First, VAIRC is, in essence, a robotics competition in which robots are controlled autonomously (by code and sensor inputs, not by drivers) and compete to score points. My work on the VAIRC team 3151A focused on the Interaction Period, a part of the match in which robots are free to roam the entire field to score. For more detail on how the game is played, feel free to check out my Robotics 3 post (linked above).

Second, there are a lot of options for how to play VEX AI. I detail most of them in Robotics 3. To simplify, there are a lot of ways to play VEX AI:

Static routines — the robots follow a hardcoded path to score points.
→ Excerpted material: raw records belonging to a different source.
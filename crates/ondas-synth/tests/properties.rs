//! Property-based tests for the ondas sample tick.
//!
//! Randomizes amplitudes, pans, the modulation matrix, and CV routing,
//! then checks the invariants the rest of the system relies on: finite
//! output, the channel sum identity, the pan law, and strict sample-index
//! advancement.

use ondas_core::{CvFrame, CvMode, NUM_HARMONICS, NUM_SAMPLES, SynthState, Waveform};
use ondas_synth::AudioEngine;
use proptest::prelude::*;

fn populate(
    state: &SynthState,
    amps: &[f32; NUM_HARMONICS],
    pans: &[f32; NUM_HARMONICS],
    matrix: &[[f32; NUM_HARMONICS]; NUM_HARMONICS],
) {
    for i in 0..NUM_HARMONICS {
        state.set_amplitude(i, amps[i]);
        state.set_pan(i, pans[i]);
        for j in 0..NUM_HARMONICS {
            state.set_modulation(j, i, matrix[j][i]);
        }
    }
}

proptest! {
    #![proptest_config(ProptestConfig::with_cases(500))]

    /// For any in-domain state and CV reading, every frame channel is
    /// finite and `left + right` equals the sum of the per-partial
    /// contributions (which equals `stereo`).
    #[test]
    fn frame_channels_are_finite_and_sum(
        amps in prop::array::uniform7(0.0f32..=1.0f32),
        pans in prop::array::uniform7(0.0f32..=1.0f32),
        matrix in prop::array::uniform7(prop::array::uniform7(0.0f32..=1.0f32)),
        routing in prop::array::uniform4(0usize..5),
        cv in prop::array::uniform4(0.0f32..=1.0f32),
        waveform in 0usize..4,
        warmup in 0usize..64,
    ) {
        let state = SynthState::new();
        populate(&state, &amps, &pans, &matrix);
        state.set_waveform(Waveform::from_index(waveform));
        for (k, &mode) in routing.iter().enumerate() {
            state.cycle_cv_assignment(k, mode as i32);
        }

        let engine = AudioEngine::new();
        let reading = CvFrame::new(cv);
        let mut frame = engine.tick(&state, reading);
        for _ in 0..warmup {
            frame = engine.tick(&state, reading);
        }

        prop_assert!(frame.left.is_finite());
        prop_assert!(frame.right.is_finite());
        prop_assert!(frame.stereo.is_finite());

        let wave_sum: f32 = frame.wave.iter().sum();
        let tolerance = 1e-4 * (1.0 + wave_sum.abs());
        prop_assert!(
            (frame.left + frame.right - wave_sum).abs() < tolerance,
            "left + right = {} but Σ wave = {}",
            frame.left + frame.right,
            wave_sum
        );
        prop_assert!(
            (frame.stereo - wave_sum).abs() < tolerance,
            "stereo = {} but Σ wave = {}",
            frame.stereo,
            wave_sum
        );
    }

    /// Amplitudes, pans, and matrix cells stay inside [0, 1] across ticks,
    /// including with an Amplitude-routed CV shrinking the amplitudes.
    #[test]
    fn domains_hold_across_ticks(
        amps in prop::array::uniform7(0.0f32..=1.0f32),
        pans in prop::array::uniform7(0.0f32..=1.0f32),
        matrix in prop::array::uniform7(prop::array::uniform7(0.0f32..=1.0f32)),
        cv in prop::array::uniform4(0.0f32..=1.0f32),
        ticks in 1usize..64,
    ) {
        let state = SynthState::new();
        populate(&state, &amps, &pans, &matrix);
        state.cycle_cv_assignment(0, CvMode::Amplitude.index() as i32);

        let engine = AudioEngine::new();
        for _ in 0..ticks {
            engine.tick(&state, CvFrame::new(cv));
        }

        for i in 0..NUM_HARMONICS {
            let amp = state.amplitude(i);
            prop_assert!((0.0..=1.0).contains(&amp), "amp[{i}] = {amp}");
            let pan = state.pan(i);
            prop_assert!((0.0..=1.0).contains(&pan), "pan[{i}] = {pan}");
            for j in 0..NUM_HARMONICS {
                let depth = state.modulation(j, i);
                prop_assert!((0.0..=1.0).contains(&depth), "M[{j}][{i}] = {depth}");
            }
        }
    }

    /// The sample index advances by exactly one per tick, modulo the
    /// wavetable period, regardless of state.
    #[test]
    fn sample_index_is_strictly_sequential(
        amps in prop::array::uniform7(0.0f32..=1.0f32),
        ticks in 1usize..1024,
    ) {
        let state = SynthState::new();
        for (i, &a) in amps.iter().enumerate() {
            state.set_amplitude(i, a);
        }
        let engine = AudioEngine::new();
        for tick in 0..ticks {
            prop_assert_eq!(state.sample_index(), tick % NUM_SAMPLES);
            engine.tick(&state, CvFrame::zero());
        }
    }

    /// Pan law: a hard-panned partial contributes to exactly one channel,
    /// and the silent channel is exactly zero.
    #[test]
    fn hard_pan_isolates_channels(
        amp in 0.01f32..=1.0f32,
        right in any::<bool>(),
        warmup in 0usize..NUM_SAMPLES,
    ) {
        let state = SynthState::new();
        state.set_amplitude(0, amp);
        state.set_pan(0, if right { 1.0 } else { 0.0 });

        let engine = AudioEngine::new();
        let mut frame = engine.tick(&state, CvFrame::zero());
        for _ in 0..warmup {
            frame = engine.tick(&state, CvFrame::zero());
        }

        if right {
            prop_assert_eq!(frame.left, 0.0);
            prop_assert_eq!(frame.right, frame.wave[0]);
        } else {
            prop_assert_eq!(frame.right, 0.0);
            prop_assert_eq!(frame.left, frame.wave[0]);
        }
    }
}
Simple to implement but won’t be able to score in the interaction period due to uncertainty about field state.
the VEX AI Vision sensor — a sensor that VEX sells which offers basic capabilities to detect game elements.
the VEX AI Platform — a “kit” which VEX sells consisting of an NVIDIA Jetson Nano (think tiny computer with GPU) and an Intel Realsense depth camera, as well as some custom software to run a YOLOv3n model to detect game elements and relay detections back to the brain.
custom stuff — this is progressively crazier tech generally used by collegiate VEX U teams. It ranges from simple custom computer vision models to LiDAR, custom PCBs, etc. etc.

This recent post of mine on the VEX forums is a good explanation of the difference between the latter three:

…The first is the AI Vision Sensor. This is a V5 sensor legal for use in V5RC (and thus also in VURC, VAIC, etc.). The AI Vision sensor offers (to my knowledge) color blob detection as well as game element detection… You cannot train custom models using the AI Vision sensor (you technically can in VAIC, but that is another can of worms).
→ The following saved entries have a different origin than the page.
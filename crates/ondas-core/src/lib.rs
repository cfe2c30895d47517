//! Ondas Core - state model for the ondas harmonic instrument
//!
//! This crate holds the shared data model that the sample tick and the
//! control loop both operate on: the harmonic state matrix, scale and
//! waveform selection, CV routing, and the compile-time configuration
//! of the instrument.
//!
//! # Core Components
//!
//! ## Shared State
//!
//! - [`SynthState`] - the single process-wide aggregate: base frequency,
//!   per-partial amplitude and pan, the 7×7 modulation matrix, CV routing,
//!   waveform, scale, and the input/display mode
//! - [`Frame`] / [`CvFrame`] - one tick's output and input
//!
//! Every field the timer context reads is an atomic scalar with relaxed
//! ordering; composite updates (a scale commit, a tag change) run inside a
//! short [`critical_section`]. This lets a timer interrupt and a cooperative
//! main loop share one `&SynthState` without locks in the audio path.
//!
//! ## Tags
//!
//! - [`Waveform`] - base waveform (sine, saw, triangle, pulse)
//! - [`CvMode`] - CV input routing (linear FM, exponential FM, amplitude,
//!   1V/oct pitch)
//! - [`Scale`] - quantization scales with their ratio tables
//! - [`MenuMode`] - menu pages and display views
//!
//! ## Tables
//!
//! - [`SineTable`] - 256 precomputed sine values over one turn, built once
//!   at init and read-only afterwards
//!
//! # no_std Support
//!
//! This crate is `no_std` compatible. Disable the default `std` feature:
//!
//! ```toml
//! [dependencies]
//! ondas-core = { version = "0.1", default-features = false }
//! ```
//!
//! # Example
//!
//! ```rust
//! use ondas_core::{Scale, SynthState, Waveform};
//!
//! let state = SynthState::new();
//! state.set_amplitude(0, 0.8);
//! state.set_waveform(Waveform::Saw);
//! state.commit_scale(Scale::Pentatonic);
//!
//! assert_eq!(state.amplitude(1), 1.125); // second Pentatonic ratio
//! ```

#![cfg_attr(not(feature = "std"), no_std)]

pub mod atomic;
pub mod config;
pub mod frame;
pub mod modes;
pub mod state;
pub mod tables;

// Re-export main types at crate root
pub use atomic::AtomicF32;
pub use config::{
    BASE_FREQUENCIES, DISPLAY_HEIGHT, DISPLAY_WIDTH, NUM_CV_INPUTS, NUM_HARMONICS, NUM_SAMPLES,
    SAMPLE_RATE,
};
pub use frame::{CvFrame, Frame};
pub use modes::{CvMode, MenuMode, Waveform};
pub use state::SynthState;
pub use tables::{Scale, SineTable};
The second is the VEX AI System. This is purpose built for VEX AI (while the AI Vision sensor is broadly applicable to the V5) and uses an external coprocessor (an NVIDIA Jetson Nano) in conjunction with a depth camera (Intel Realsense d435) to run a custom VEX model. This VEX model (which is a YOLOv3n model if I recall correctly) is also pretrained, see this README on the High Stakes example repository. From what I see, it appears to have been trained on computed-generated imagery. You cannot train custom models for this system either (without quite a bit of work), but this model purportedly will have better accuracy for detecting game elements than the AI Vision sensor…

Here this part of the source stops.